English    Türkçe    فارسی   

1
1398-1422

  • چون رفیقی وسوسه‌‌ی بد خواه را ** کی بدانی ثم وجه الله را
  • Seni kötülüğe sevk eden vesveselere yoldaş oldukça “Semme vechullah”ı nasıl bilebilirsin?
  • هر که را باشد ز سینه فتح باب ** او ز هر شهری ببیند آفتاب‌‌
  • Kimin kalbinde kapı açılırsa gönül göğünde yüzlerce güneş görür.
  • حق پدید است از میان دیگران ** همچو ماه اندر میان اختران‌‌ 1400
  • Yıldızların içinde ay nasıl görünürse başkaları arasında Tanrı da öyle görünür.
  • دو سر انگشت بر دو چشم نه ** هیچ بینی از جهان انصاف ده‌‌
  • Fakat iki parmağını iki gözünün üstüne koy: bir şey görebilir misin? İnsaf et!
  • گر نبینی این جهان معدوم نیست ** عیب جز ز انگشت نفس شوم نیست‌‌
  • Sen görmesen de dünya yok değildir. Kusur, ancak şom, nefsin parmağında.
  • تو ز چشم انگشت را بردار هین ** و آن گهانی هر چه می‌‌خواهی ببین‌‌
  • Kendine gel! Gözünden parmağını kaldır da ne istiyorsan gör.
  • نوح را گفتند امت کو ثواب ** گفت او ز آن سوی و استغشوا ثیاب‌‌
  • Nuh’un ümmeti, Nuh’a “Nerede sevap?” dediler. Nuh “duymamak, görmemek için elbisenize büründüğünüz cihette.
  • رو و سر در جامه‌‌ها پیچیده‌‌اید ** لا جرم با دیده و نادیده‌‌اید 1405
  • Elbiselerinize bürünüp yüzünüzü, başınızı sardınız; ondan dolayı gözünüz olduğu halde görmediniz” dedi.
  • آدمی دید است و باقی پوست است ** دید آن است آن که دید دوست است‌‌
  • İnsan gözden ibarettir.
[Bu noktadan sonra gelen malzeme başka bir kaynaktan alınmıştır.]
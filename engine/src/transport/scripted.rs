//! In-memory transport that answers commands from a script.
//!
//! Replies are published on the bus while `send` runs, the same way a fast
//! engine would answer before the caller gets to its next step. Useful in
//! tests and for dry runs that show which commands a configuration sends.

use std::sync::Arc;

use async_trait::async_trait;
use parking_lot::Mutex;

use super::EngineTransport;
use crate::bus::LineBus;
use crate::error::{EngineError, EngineResult};
use crate::uci;

#[derive(Debug, Clone)]
struct Reply {
    prefix: String,
    lines: Vec<String>,
}

impl Reply {
    fn matches(&self, command: &str) -> bool {
        command
            .strip_prefix(self.prefix.as_str())
            .is_some_and(|rest| rest.is_empty() || rest.starts_with(' '))
    }
}

/// Shared record of every command a [`ScriptedTransport`] was sent.
#[derive(Debug, Clone, Default)]
pub struct SentLog {
    commands: Arc<Mutex<Vec<String>>>,
}

impl SentLog {
    pub fn commands(&self) -> Vec<String> {
        self.commands.lock().clone()
    }

    pub fn count(&self, command: &str) -> usize {
        self.commands.lock().iter().filter(|c| *c == command).count()
    }

    /// Position of the first command equal to `command`.
    pub fn position(&self, command: &str) -> Option<usize> {
        self.commands.lock().iter().position(|c| c == command)
    }

    pub fn clear(&self) {
        self.commands.lock().clear();
    }

    fn push(&self, command: &str) {
        self.commands.lock().push(command.to_string());
    }
}

#[derive(Debug, Default)]
pub struct ScriptedTransport {
    replies: Vec<Reply>,
    log: SentLog,
    bus: Option<LineBus>,
    failed_starts: usize,
}

impl ScriptedTransport {
    /// A transport that answers nothing.
    pub fn new() -> Self {
        Self::default()
    }

    /// Answers `uci` with `id name <name>` + `uciok` and `isready` with
    /// `readyok`.
    pub fn with_handshake(engine_name: &str) -> Self {
        Self::new()
            .reply(
                uci::UCI,
                [format!("id name {}", engine_name), uci::UCI_OK.to_string()],
            )
            .reply(uci::IS_READY, [uci::READY_OK])
    }

    /// Answer `prefix`, and every command whose leading words are `prefix`,
    /// with `lines`. The first matching reply wins.
    pub fn reply<I, S>(mut self, prefix: &str, lines: I) -> Self
    where
        I: IntoIterator<Item = S>,
        S: Into<String>,
    {
        self.replies.push(Reply {
            prefix: prefix.to_string(),
            lines: lines.into_iter().map(Into::into).collect(),
        });
        self
    }

    /// Make the next `count` calls to `start` fail.
    pub fn failing_starts(mut self, count: usize) -> Self {
        self.failed_starts = count;
        self
    }

    pub fn log(&self) -> SentLog {
        self.log.clone()
    }
}

#[async_trait]
impl EngineTransport for ScriptedTransport {
    async fn start(&mut self, bus: LineBus) -> EngineResult<()> {
        if self.failed_starts > 0 {
            self.failed_starts -= 1;
            return Err(EngineError::Spawn("scripted start failure".to_string()));
        }
        self.bus = Some(bus);
        Ok(())
    }

    async fn send(&mut self, command: &str) -> EngineResult<()> {
        let bus = self.bus.as_ref().ok_or(EngineError::NotStarted)?;
        self.log.push(command);

        if let Some(reply) = self
            .replies
            .iter()
            .find(|reply| reply.matches(command))
        {
            for line in &reply.lines {
                bus.publish(line);
            }
        }
        Ok(())
    }

    async fn exit(&mut self) -> EngineResult<()> {
        self.log.push(uci::QUIT);
        if let Some(bus) = self.bus.take() {
            bus.close();
        }
        Ok(())
    }
}

#[cfg(test)]
mod tests {
    use super::*;
    use crate::bus::Flow;

    #[tokio::test]
    async fn test_replies_are_published_during_send() {
        let bus = LineBus::new();
        let seen = Arc::new(Mutex::new(Vec::new()));
        let sink = Arc::clone(&seen);
        bus.subscribe(move |line: &str| {
            sink.lock().push(line.to_string());
            Flow::Continue
        });

        let mut transport = ScriptedTransport::with_handshake("TestEngine");
        let log = transport.log();
        transport.start(bus).await.unwrap();
        transport.send("uci").await.unwrap();
        transport.send("ucinewgame").await.unwrap();

        assert_eq!(*seen.lock(), vec!["id name TestEngine", "uciok"]);
        // `ucinewgame` is not an answer to `uci`.
        assert_eq!(log.commands(), vec!["uci", "ucinewgame"]);
    }

    #[tokio::test]
    async fn test_send_requires_start() {
        let mut transport = ScriptedTransport::new();
        assert!(matches!(
            transport.send("uci").await,
            Err(EngineError::NotStarted)
        ));
    }

    #[tokio::test]
    async fn test_exit_closes_bus() {
        let bus = LineBus::new();
        let mut transport = ScriptedTransport::new();
        transport.start(bus.clone()).await.unwrap();
        transport.exit().await.unwrap();
        assert!(bus.is_closed());
        assert_eq!(transport.log().commands(), vec!["quit"]);
    }

    #[tokio::test]
    async fn test_failing_starts() {
        let mut transport = ScriptedTransport::new().failing_starts(1);
        assert!(transport.start(LineBus::new()).await.is_err());
        assert!(transport.start(LineBus::new()).await.is_ok());
    }
}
Geri kalanı bir deridir. Göz de, dostu gören göze derler.
  • چون که دید دوست نبود کور به ** دوست کاو باقی نباشد دور به‌‌
  • İnsan, dostu görmeyince kör olsun, daha iyi. Böyle adam Süleyman bile olsa, karınca ondan yeğdir. "
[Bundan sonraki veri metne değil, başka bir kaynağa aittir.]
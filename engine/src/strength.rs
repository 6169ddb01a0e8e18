//! Difficulty levels and the engine strength they translate to.
//!
//! A [`Level`] runs from 1 (weakest) to 8 (strongest) and fixes the search
//! budget of each `go` command plus a strength option. Engines that can limit
//! themselves to a rating get `UCI_Elo`; the rest get `Skill Level` on the
//! 0..=20 scale.

use std::fmt;

use crate::error::{EngineError, EngineResult};
use crate::options::{EngineOption, SKILL_LEVEL, UCI_ELO};
use crate::platform::PlatformPolicy;

const MAX_MOVE_TIME_MS: u32 = 5000;
const MAX_SKILL: u32 = 20;

const DEPTH_TABLE: [u8; 8] = [5, 5, 5, 5, 5, 8, 13, 22];
const ELO_TABLE: [u16; 8] = [1350, 1500, 1600, 1700, 2000, 2300, 2700, 2850];

#[derive(Debug, Clone, Copy, PartialEq, Eq, PartialOrd, Ord, Hash)]
pub struct Level(u8);

impl Level {
    pub const MIN: Level = Level(1);
    pub const MAX: Level = Level(8);

    pub fn new(level: u8) -> EngineResult<Self> {
        if (Self::MIN.0..=Self::MAX.0).contains(&level) {
            Ok(Level(level))
        } else {
            Err(EngineError::InvalidLevel(level))
        }
    }

    pub fn get(self) -> u8 {
        self.0
    }

    /// All levels, weakest first.
    pub fn all() -> impl Iterator<Item = Level> {
        (Self::MIN.0..=Self::MAX.0).map(Level)
    }

    fn index(self) -> usize {
        usize::from(self.0 - 1)
    }

    /// Time budget for one search, linear from 625 ms to 5000 ms.
    pub fn movetime_ms(self) -> u32 {
        u32::from(self.0) * MAX_MOVE_TIME_MS / 8
    }

    pub fn search_depth(self) -> u8 {
        DEPTH_TABLE[self.index()]
    }

    /// `round((level - 1) * 20 / 7)`, so 1..=8 spans the full 0..=20 scale.
    pub fn skill_value(self) -> u8 {
        let scaled = u32::from(self.0 - 1) * MAX_SKILL;
        // Round half up in integers: (2x + d) / 2d.
        ((2 * scaled + 7) / 14) as u8
    }

    pub fn elo_value(self) -> u16 {
        ELO_TABLE[self.index()]
    }
}

impl Default for Level {
    fn default() -> Self {
        Self::MIN
    }
}

impl TryFrom<u8> for Level {
    type Error = EngineError;

    fn try_from(value: u8) -> Result<Self, Self::Error> {
        Level::new(value)
    }
}

impl fmt::Display for Level {
    fn fmt(&self, f: &mut fmt::Formatter<'_>) -> fmt::Result {
        write!(f, "{}", self.0)
    }
}

/// The strength option for `level`: `UCI_Elo` where the platform supports
/// rating limits, `Skill Level` elsewhere.
pub fn strength_option(level: Level, policy: &dyn PlatformPolicy) -> EngineOption {
    if policy.elo_capable() {
        EngineOption::new(UCI_ELO, i64::from(level.elo_value()))
    } else {
        EngineOption::new(SKILL_LEVEL, i64::from(level.skill_value()))
    }
}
  • چون رسول روم این الفاظ تر ** در سماع آورد شد مشتاق‌‌تر
  • Bu yepyeni sözler, Rum elçisini semaa getirdi, Ömer’i görmek iştiyakı arttı.
  • دیده را بر جستن عمر گماشت ** رخت را و اسب را ضایع گذاشت‌‌
  • Gözünü o padişahı aramaya dikti, eşyasını da kaybetti, atını da.
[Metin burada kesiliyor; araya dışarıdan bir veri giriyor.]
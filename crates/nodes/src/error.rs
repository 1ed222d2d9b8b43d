//! Node-level error type.

use thiserror::Error;

/// Boxed error carried as the cause of an execution failure.
pub type BoxError = Box<dyn std::error::Error + Send + Sync + 'static>;

/// Errors returned by a node's `execute` method.
///
/// The engine never retries either variant; the variant only decides how the
/// failure is categorised in the run log:
/// - `Validation`: a required parameter is missing or malformed.
/// - `Execution`:  anything that went wrong while doing the node's work.
#[derive(Debug, Error)]
pub enum NodeError {
    /// The node's parameters are unusable; no side effects were attempted.
    #[error("validation error: {0}")]
    Validation(String),

    /// The node started its work and failed.
    #[error("{message}")]
    Execution {
        message: String,
        #[source]
        source: Option<BoxError>,
    },
}

impl NodeError {
    pub fn validation(message: impl Into<String>) -> Self {
        Self::Validation(message.into())
    }

    pub fn execution(message: impl Into<String>) -> Self {
        Self::Execution {
            message: message.into(),
            source: None,
        }
    }

    /// Execution failure caused by an underlying error (transport, parse, ...).
    pub fn execution_with(
        message: impl Into<String>,
        source: impl std::error::Error + Send + Sync + 'static,
    ) -> Self {
        Self::Execution {
            message: message.into(),
            source: Some(Box::new(source)),
        }
    }

    /// `true` for [`NodeError::Validation`].
    pub fn is_validation(&self) -> bool {
        matches!(self, Self::Validation(_))
    }
}
//! Built-in node kinds.

pub mod function;
pub mod http;
pub mod set;

pub use function::FunctionNode;
pub use http::HttpNode;
pub use set::SetNode;
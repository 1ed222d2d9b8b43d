//! `MockNode`: a test double for `ExecutableNode`.
//!
//! Useful in unit and integration tests where a real node implementation is
//! either unavailable or irrelevant.

use async_trait::async_trait;
use serde_json::Value;
use std::sync::{Arc, Mutex};

use crate::{
    traits::{ExecutionContext, NodeMeta},
    ExecutableNode, NodeError,
};

/// Behaviour injected into `MockNode` at construction time.
pub enum MockBehaviour {
    /// Return a specific JSON value.
    ReturnValue(Value),
    /// Return the inputs it received, as an array.
    EchoInputs,
    /// Fail with a `Validation` error.
    FailValidation(String),
    /// Fail with an `Execution` error.
    FailExecution(String),
}

/// One recorded invocation.
#[derive(Debug, Clone)]
pub struct MockCall {
    pub node_id: String,
    pub params: Value,
    pub inputs: Vec<Value>,
    /// Node ids present in the context at call time.
    pub context_keys: Vec<String>,
}

/// A mock node that records every call it receives and returns a
/// programmer-specified result.
pub struct MockNode {
    /// What the node will do when `execute` is called.
    pub behaviour: MockBehaviour,
    /// Every call seen by this node, in order.
    pub calls: Arc<Mutex<Vec<MockCall>>>,
}

impl MockNode {
    fn with(behaviour: MockBehaviour) -> Self {
        Self {
            behaviour,
            calls: Arc::new(Mutex::new(Vec::new())),
        }
    }

    /// A mock that always succeeds with the given value.
    pub fn returning(value: Value) -> Self {
        Self::with(MockBehaviour::ReturnValue(value))
    }

    /// A mock that returns its inputs.
    pub fn echo() -> Self {
        Self::with(MockBehaviour::EchoInputs)
    }

    /// A mock that always fails validation.
    pub fn failing_validation(msg: impl Into<String>) -> Self {
        Self::with(MockBehaviour::FailValidation(msg.into()))
    }

    /// A mock that always fails during execution.
    pub fn failing_execution(msg: impl Into<String>) -> Self {
        Self::with(MockBehaviour::FailExecution(msg.into()))
    }

    /// Number of times this node has been executed.
    pub fn call_count(&self) -> usize {
        self.calls.lock().unwrap().len()
    }

    /// Snapshot of all recorded calls.
    pub fn calls(&self) -> Vec<MockCall> {
        self.calls.lock().unwrap().clone()
    }
}

#[async_trait]
impl ExecutableNode for MockNode {
    async fn execute(
        &self,
        params: &Value,
        inputs: &[Value],
        ctx: &ExecutionContext,
        meta: &NodeMeta,
    ) -> Result<Value, NodeError> {
        self.calls.lock().unwrap().push(MockCall {
            node_id: meta.node_id.clone(),
            params: params.clone(),
            inputs: inputs.to_vec(),
            context_keys: ctx.node_ids().map(str::to_owned).collect(),
        });

        match &self.behaviour {
            MockBehaviour::ReturnValue(v) => Ok(v.clone()),
            MockBehaviour::EchoInputs => Ok(Value::Array(inputs.to_vec())),
            MockBehaviour::FailValidation(msg) => Err(NodeError::validation(msg.clone())),
            MockBehaviour::FailExecution(msg) => Err(NodeError::execution(msg.clone())),
        }
    }
}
  • هر طرف اندر پی آن مرد کار ** می‌‌شدی پرسان او دیوانه‌‌وار 1410
  • O iş erinin ardına düşmüş, her tarafa koşmakta, delicesine onu aramaktaydı.
  • کاین چنین مردی بود اندر جهان ** وز جهان مانند جان باشد نهان‌‌
  • “Dünyada böyle adam da olur mu ki cihandan can gibi gizlenmiş” diyordu.
  • جست او را تاش چون بنده بود ** لا جرم جوینده یابنده بود
  • Candan kul olmak için onu aradı. Şüphesiz, arayan bulur.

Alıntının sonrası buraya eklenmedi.